▶ **Work instruction**
Copy the lines below exactly. Start at the first and finish with the line containing "with the next".

▶ **Data extract**

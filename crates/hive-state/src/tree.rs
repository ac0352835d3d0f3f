//! StateTree — a path-addressed JSON tree with diff capture.
//!
//! Paths are ordered key lists (`["monitor", "services", "ns/svc/web"]`).
//! Every mutation through [`StateTree::set`], [`StateTree::merge`] or
//! [`StateTree::unset`] appends a [`Delta`] to a pending list;
//! [`StateTree::pop_diff`] takes that list and stamps it with the next
//! generation. [`StateTree::patch`] applies a delta list atomically: either
//! every delta applies, or the tree is left untouched.
//!
//! When a `set` has to create intermediate maps, the recorded delta is
//! anchored at the highest created ancestor so that the same delta applies
//! cleanly on a replica that has never seen the parent.

use std::mem;

use parking_lot::Mutex;
use serde::de::DeserializeOwned;
use serde::{Deserialize, Serialize};
use serde_json::{Map, Value};

use crate::error::{StateError, StateResult};

/// One change: the value at `path` becomes `value`, or is removed when
/// `value` is `null`. Serialized as a two-element JSON array.
#[derive(Debug, Clone, PartialEq, Serialize, Deserialize)]
pub struct Delta(pub Vec<String>, pub Value);

impl Delta {
    pub fn set<S: AsRef<str>>(path: &[S], value: Value) -> Self {
        Delta(key_path(path), value)
    }

    pub fn unset<S: AsRef<str>>(path: &[S]) -> Self {
        Delta(key_path(path), Value::Null)
    }

    pub fn path(&self) -> &[String] {
        &self.0
    }

    /// The new value, or `None` for a removal.
    pub fn value(&self) -> Option<&Value> {
        if self.1.is_null() { None } else { Some(&self.1) }
    }
}

/// The changes accumulated between two `pop_diff` calls.
#[derive(Debug, Clone, PartialEq)]
pub struct Diff {
    pub generation: u64,
    pub deltas: Vec<Delta>,
}

/// Convert a borrowed path into an owned key list.
pub fn key_path<S: AsRef<str>>(path: &[S]) -> Vec<String> {
    path.iter().map(|s| s.as_ref().to_string()).collect()
}

struct Inner {
    root: Value,
    generation: u64,
    pending: Vec<Delta>,
}

/// Thread-safe state tree. All operations take one exclusive lock, so diff
/// capture and patch application are linearizable with concurrent writes.
pub struct StateTree {
    inner: Mutex<Inner>,
}

impl Default for StateTree {
    fn default() -> Self {
        Self::new()
    }
}

impl StateTree {
    /// An empty tree (root is an empty map) at generation 0.
    pub fn new() -> Self {
        Self::from_value(Value::Object(Map::new()))
    }

    pub fn from_value(root: Value) -> Self {
        Self {
            inner: Mutex::new(Inner {
                root,
                generation: 0,
                pending: Vec::new(),
            }),
        }
    }

    /// Generation of the last popped diff.
    pub fn generation(&self) -> u64 {
        self.inner.lock().generation
    }

    pub fn get<S: AsRef<str>>(&self, path: &[S]) -> Option<Value> {
        let inner = self.inner.lock();
        lookup(&inner.root, path).cloned()
    }

    /// Read and deserialize the value at `path`.
    pub fn get_as<T: DeserializeOwned, S: AsRef<str>>(&self, path: &[S]) -> StateResult<Option<T>> {
        match self.get(path) {
            Some(v) => serde_json::from_value(v)
                .map(Some)
                .map_err(|e| StateError::Deserialize(e.to_string())),
            None => Ok(None),
        }
    }

    /// Set the value at `path`, creating missing parent maps. Setting `null`
    /// is an unset.
    pub fn set<S: AsRef<str>>(&self, path: &[S], value: Value) -> StateResult<()> {
        let path = key_path(path);
        let mut inner = self.inner.lock();
        inner.set(&path, value)
    }

    pub fn set_as<T: Serialize, S: AsRef<str>>(&self, path: &[S], value: &T) -> StateResult<()> {
        let value = serde_json::to_value(value).map_err(|e| StateError::Serialize(e.to_string()))?;
        self.set(path, value)
    }

    /// Deep-merge a map into the map at `path`. Non-map values replace.
    pub fn merge<S: AsRef<str>>(&self, path: &[S], value: Value) -> StateResult<()> {
        let path = key_path(path);
        let mut inner = self.inner.lock();
        inner.merge(path, value)
    }

    /// Remove the value at `path`. Returns whether something was removed.
    pub fn unset<S: AsRef<str>>(&self, path: &[S]) -> StateResult<bool> {
        let path = key_path(path);
        let mut inner = self.inner.lock();
        inner.unset(&path)
    }

    /// Take the pending changes, stamped with a new generation. Returns
    /// `None` (and keeps the generation) when nothing changed.
    pub fn pop_diff(&self) -> Option<Diff> {
        let mut inner = self.inner.lock();
        if inner.pending.is_empty() {
            return None;
        }
        inner.generation += 1;
        Some(Diff {
            generation: inner.generation,
            deltas: mem::take(&mut inner.pending),
        })
    }

    pub fn has_pending(&self) -> bool {
        !self.inner.lock().pending.is_empty()
    }

    /// Apply an ordered delta list. Nothing is recorded as pending and the
    /// tree is unchanged if any delta fails.
    pub fn patch(&self, deltas: &[Delta]) -> StateResult<()> {
        let mut inner = self.inner.lock();
        let mut root = inner.root.clone();
        apply_deltas(&mut root, deltas)?;
        inner.root = root;
        Ok(())
    }

    /// A deep copy of the whole tree.
    pub fn snapshot(&self) -> Value {
        self.inner.lock().root.clone()
    }

    /// Run `f` against the tree under the lock.
    pub fn read<R>(&self, f: impl FnOnce(&Value) -> R) -> R {
        let inner = self.inner.lock();
        f(&inner.root)
    }
}

impl Inner {
    fn set(&mut self, path: &[String], value: Value) -> StateResult<()> {
        if value.is_null() {
            return self.unset(path).map(|_| ());
        }
        if let Some(delta) = set_path(&mut self.root, path, value)? {
            self.pending.push(delta);
        }
        Ok(())
    }

    fn unset(&mut self, path: &[String]) -> StateResult<bool> {
        let removed = unset_path(&mut self.root, path)?;
        if removed {
            self.pending.push(Delta(path.to_vec(), Value::Null));
        }
        Ok(removed)
    }

    fn merge(&mut self, path: Vec<String>, value: Value) -> StateResult<()> {
        match value {
            Value::Object(incoming) if matches!(lookup(&self.root, &path), Some(Value::Object(_))) => {
                for (key, v) in incoming {
                    let mut child = path.clone();
                    child.push(key);
                    self.merge(child, v)?;
                }
                Ok(())
            }
            other => self.set(&path, other),
        }
    }
}

/// Borrow the value at `path`.
pub fn lookup<'a, S: AsRef<str>>(root: &'a Value, path: &[S]) -> Option<&'a Value> {
    let mut node = root;
    for key in path {
        node = node.as_object()?.get(key.as_ref())?;
    }
    Some(node)
}

/// Apply deltas in order on a plain value. Used for replicas that do not
/// track their own changes.
pub fn apply_deltas(root: &mut Value, deltas: &[Delta]) -> StateResult<()> {
    for delta in deltas {
        apply_delta(root, delta)?;
    }
    Ok(())
}

/// Apply one delta. The parent of the target path must exist and be a map.
pub fn apply_delta(root: &mut Value, delta: &Delta) -> StateResult<()> {
    let path = delta.path();
    let (last, parents) = path.split_last().ok_or(StateError::EmptyPath)?;
    let mut node = root;
    for (depth, key) in parents.iter().enumerate() {
        node = node
            .as_object_mut()
            .and_then(|m| m.get_mut(key))
            .ok_or_else(|| StateError::structural(&path[..=depth]))?;
    }
    let map = node
        .as_object_mut()
        .ok_or_else(|| StateError::structural(parents))?;
    match delta.value() {
        Some(v) => {
            map.insert(last.clone(), v.clone());
        }
        None => {
            map.remove(last);
        }
    }
    Ok(())
}

fn set_path(root: &mut Value, path: &[String], value: Value) -> StateResult<Option<Delta>> {
    let (last, parents) = path.split_last().ok_or(StateError::EmptyPath)?;
    let mut created_at: Option<usize> = None;
    let mut node = &mut *root;
    for (depth, key) in parents.iter().enumerate() {
        let Value::Object(map) = node else {
            return Err(StateError::structural(&path[..depth]));
        };
        if !map.contains_key(key) {
            map.insert(key.clone(), Value::Object(Map::new()));
            created_at.get_or_insert(depth);
        }
        node = map
            .get_mut(key)
            .ok_or_else(|| StateError::structural(&path[..=depth]))?;
    }
    let Value::Object(map) = node else {
        return Err(StateError::structural(parents));
    };
    if created_at.is_none() && map.get(last) == Some(&value) {
        return Ok(None);
    }
    map.insert(last.clone(), value.clone());

    match created_at {
        Some(depth) => {
            let anchor = path[..=depth].to_vec();
            let anchored = lookup(root, &anchor).cloned().unwrap_or(Value::Null);
            Ok(Some(Delta(anchor, anchored)))
        }
        None => Ok(Some(Delta(path.to_vec(), value))),
    }
}

fn unset_path(root: &mut Value, path: &[String]) -> StateResult<bool> {
    let (last, parents) = path.split_last().ok_or(StateError::EmptyPath)?;
    let mut node = root;
    for key in parents {
        match node.as_object_mut().and_then(|m| m.get_mut(key)) {
            Some(child) => node = child,
            None => return Ok(false),
        }
    }
    Ok(node
        .as_object_mut()
        .map(|m| m.remove(last).is_some())
        .unwrap_or(false))
}

#[cfg(test)]
mod tests {
    use super::*;
    use serde_json::json;

    #[test]
    fn set_and_get() {
        let tree = StateTree::new();
        tree.set(&["monitor", "status"], json!("idle")).unwrap();
        assert_eq!(tree.get(&["monitor", "status"]), Some(json!("idle")));
        assert_eq!(tree.get(&["monitor", "missing"]), None);
    }

    #[test]
    fn set_anchors_delta_at_created_parent() {
        let tree = StateTree::new();
        tree.set(&["services", "status", "svc1"], json!({"avail": "up"}))
            .unwrap();

        let diff = tree.pop_diff().unwrap();
        assert_eq!(diff.generation, 1);
        assert_eq!(
            diff.deltas,
            vec![Delta::set(
                &["services"],
                json!({"status": {"svc1": {"avail": "up"}}})
            )]
        );
    }

    #[test]
    fn unchanged_set_records_nothing() {
        let tree = StateTree::new();
        tree.set(&["a"], json!(1)).unwrap();
        tree.pop_diff();
        tree.set(&["a"], json!(1)).unwrap();
        assert!(tree.pop_diff().is_none());
        assert_eq!(tree.generation(), 1);
    }

    #[test]
    fn set_through_scalar_is_structural() {
        let tree = StateTree::new();
        tree.set(&["a"], json!(1)).unwrap();
        let err = tree.set(&["a", "b"], json!(2)).unwrap_err();
        assert!(matches!(err, StateError::Structural { .. }));
    }

    #[test]
    fn merge_keeps_siblings() {
        let tree = StateTree::new();
        tree.set(&["labels"], json!({"zone": "a", "rack": "1"}))
            .unwrap();
        tree.pop_diff();

        tree.merge(&["labels"], json!({"rack": "2"})).unwrap();
        assert_eq!(tree.get(&["labels"]), Some(json!({"zone": "a", "rack": "2"})));

        let diff = tree.pop_diff().unwrap();
        assert_eq!(diff.deltas, vec![Delta::set(&["labels", "rack"], json!("2"))]);
    }

    #[test]
    fn unset_records_null_delta() {
        let tree = StateTree::new();
        tree.set(&["locks", "l1"], json!({"id": "x"})).unwrap();
        tree.pop_diff();

        assert!(tree.unset(&["locks", "l1"]).unwrap());
        assert!(!tree.unset(&["locks", "l1"]).unwrap());
        let diff = tree.pop_diff().unwrap();
        assert_eq!(diff.deltas, vec![Delta::unset(&["locks", "l1"])]);
    }

    #[test]
    fn patch_on_missing_parent_leaves_tree_untouched() {
        let tree = StateTree::from_value(json!({"a": {"b": 1}}));
        let deltas = vec![
            Delta::set(&["a", "c"], json!(2)),
            Delta::set(&["x", "y"], json!(3)),
        ];
        let err = tree.patch(&deltas).unwrap_err();
        assert!(matches!(err, StateError::Structural { .. }));
        assert_eq!(tree.snapshot(), json!({"a": {"b": 1}}));
    }

    #[test]
    fn replica_converges_through_diffs() {
        let tree = StateTree::new();
        let mut replica = json!({});

        tree.set(&["monitor", "status"], json!("init")).unwrap();
        tree.set(&["services", "status", "s1"], json!({"avail": "down"}))
            .unwrap();
        let d1 = tree.pop_diff().unwrap();

        tree.set(&["monitor", "status"], json!("idle")).unwrap();
        tree.merge(&["services", "status", "s1"], json!({"avail": "up"}))
            .unwrap();
        tree.set(&["services", "status", "s2"], json!({"avail": "down"}))
            .unwrap();
        let d2 = tree.pop_diff().unwrap();

        tree.unset(&["services", "status", "s2"]).unwrap();
        let d3 = tree.pop_diff().unwrap();

        for diff in [d1, d2, d3] {
            apply_deltas(&mut replica, &diff.deltas).unwrap();
        }
        assert_eq!(replica, tree.snapshot());
    }

    #[test]
    fn delta_wire_format_is_pair() {
        let d = Delta::set(&["a", "b"], json!(1));
        assert_eq!(serde_json::to_value(&d).unwrap(), json!([["a", "b"], 1]));
        let back: Delta = serde_json::from_value(json!([["a"], null])).unwrap();
        assert!(back.value().is_none());
    }
}
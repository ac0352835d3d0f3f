//! Handlers for objects carrying a global expect.
//!
//! Each handler is a short sequence of guarded steps over the object view.
//! A step that cannot be satisfied yet defers; the first satisfiable one
//! returns the decision for this pass.
//!
//! ```text
//! expect          ordering enforced
//! ─────────────   ──────────────────────────────────────────────
//! started         thaw first, parents up, failover: leader only,
//!                 flex: best-ranked inactive nodes up to the target
//! stopped         freeze first, children down
//! shutdown        children down
//! provisioned     leader first, others wait for it
//! unprovisioned   others first, leader waits for them
//! purged          same order as unprovisioned
//! placed[@nodes]  others stop first, then the destination starts
//! ```

use hive_state::{GlobalExpect, MonitorStatus, NodeName, Provisioned, Topology};

use crate::aggregate::{FrozenAgg, PlacementAgg};
use crate::collaborators::Action;
use crate::require;
use crate::step::{Decision, Defer, Step};
use crate::view::ObjectView;

/// Whether a failed local status ends `expect`: the failure is terminal
/// for the operation the expect asked for.
pub fn should_abort(status: MonitorStatus, expect: &GlobalExpect, is_leader: bool) -> bool {
    use MonitorStatus::*;
    let placing = matches!(expect, GlobalExpect::Placed | GlobalExpect::PlacedAt(_));
    match status {
        StartFailed => *expect == GlobalExpect::Started || placing && is_leader,
        StopFailed => *expect == GlobalExpect::Stopped || placing,
        ProvisionFailed => *expect == GlobalExpect::Provisioned,
        UnprovisionFailed => *expect == GlobalExpect::Unprovisioned,
        DeleteFailed => *expect == GlobalExpect::Deleted,
        PurgeFailed => *expect == GlobalExpect::Purged,
        ShutdownFailed => *expect == GlobalExpect::Shutdown,
        FreezeFailed => *expect == GlobalExpect::Frozen,
        ThawFailed => *expect == GlobalExpect::Thawed,
        PlaceFailed => placing,
        _ => false,
    }
}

▶ **Answer box**
filename crates/hive-state/src/tree.rs
repository ac0352835d3d0f3f
//! StateTree — a path-addressed JSON tree with diff capture.
//!
//! Paths are ordered key lists (`["monitor", "services", "ns/svc/web"]`).
//! Every mutation through [`StateTree::set`], [`StateTree::merge`] or
//! [`StateTree::unset`] appends a [`Delta`] to a pending list;
//! [`StateTree::pop_diff`] takes that list and stamps it with the next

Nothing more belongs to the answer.